Please write out, exactly as they appear, the line containing "pub(crate) fn region(buf: &mut" and every line after it to the end of the records, and nothing more.

----- LISTED RECORDS -----

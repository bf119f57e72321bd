use log::debug;

use crate::crypto::keys::ZipCryptoKeys;
use crate::crypto::{Decryptor, region};
use crate::entry::EntryDescriptor;
use crate::error::{ZipError, ZipResult};

pub const ENCR_HEADER_LEN: usize = 12;

/// PKware traditional decryptor.
pub struct StandardDecryptor {
    keys: ZipCryptoKeys,
}

impl StandardDecryptor {
    /// Key the cipher from the entry's password and consume the 12-byte
    /// decryption header.
    ///
    /// When the entry carries a check byte the last decrypted header byte
    /// must match it. Without one a wrong password only shows up as a CRC
    /// mismatch or corrupt stream once the entry is read.
    pub fn new(entry: Option<&EntryDescriptor>, header: &[u8]) -> ZipResult<Self> {
        let entry = entry.ok_or(ZipError::MissingEntryMetadata)?;
        let password = entry
            .password()
            .filter(|p| !p.is_empty())
            .ok_or(ZipError::MissingPassword)?;
        let header: &[u8; ENCR_HEADER_LEN] = header.try_into().map_err(|_| {
            ZipError::invalid_input(format!(
                "decryption header must be {ENCR_HEADER_LEN} bytes, got {}",
                header.len()
            ))
        })?;

        let mut keys = ZipCryptoKeys::new(password)?;
        let mut last_byte = 0u8;
        for &b in header {
            last_byte = keys.decrypt_byte(b);
        }

        if let Some(expected) = entry.check_byte() {
            if expected != last_byte {
                debug!(
                    "{}: header check byte {last_byte:02x}, expected {expected:02x}",
                    entry.file_name
                );
                return Err(ZipError::InvalidPassword);
            }
        }

        Ok(Self { keys })
    }

    /// Decrypt a whole buffer in place.
    pub fn decrypt_all(&mut self, data: &mut [u8]) {
        for b in data.iter_mut() {
            *b = self.keys.decrypt_byte(*b);
        }
    }
}

impl Decryptor for StandardDecryptor {
    fn decrypt(&mut self, buf: &mut [u8], offset: usize, len: usize) -> ZipResult<usize> {
        let data = region(buf, offset, len)?;
        self.decrypt_all(data);
        Ok(len)
    }
}
//! Entry decryptors.

pub mod aes;
pub mod keys;
pub mod standard;

use crate::error::{ZipError, ZipResult};

pub use self::aes::{AesDecryptor, AesKeys, AesStrength};
pub use self::keys::ZipCryptoKeys;
pub use self::standard::{ENCR_HEADER_LEN, StandardDecryptor};

/// In-place, byte-wise decryption of an entry's data region.
pub trait Decryptor: Send {
    /// Decrypt `buf[offset..offset + len]` in place and return `len`.
    fn decrypt(&mut self, buf: &mut [u8], offset: usize, len: usize) -> ZipResult<usize>;

    /// Length of the authentication code stored after the data.
    fn mac_len(&self) -> usize {
        0
    }

    /// Check the stored authentication code once all data was decrypted.
    fn verify_mac(&mut self, _stored: &[u8]) -> ZipResult<()> {
        Ok(())
    }
}

/// Resolve `offset`/`len` into a mutable region of `buf`.
pub(crate) fn region(buf: &mut [u8], offset: usize, len: usize) -> ZipResult<&mut [u8]> {
    let end = offset
        .checked_add(len)
        .filter(|&end| end <= buf.len())
        .ok_or_else(|| {
            ZipError::invalid_input(format!(
                "region {offset}+{len} outside buffer of {}",
                buf.len()
            ))
        })?;
    Ok(&mut buf[offset..end])
}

-----

TASK ANSWER
pub(crate) fn region(buf: &mut [u8], offset: usize, len: usize) -> ZipResult<&mut [u8]> {
    let end = offset
        .checked_add(len)
        .filter(|&end| end <= buf.len())
        .ok_or_else(|| {
            ZipError::invalid_input(format!(
                "region {offset}+{len} outside buffer of {}",
                buf.len()
            ))
        })?;
    Ok(&mut buf[offset..end])
}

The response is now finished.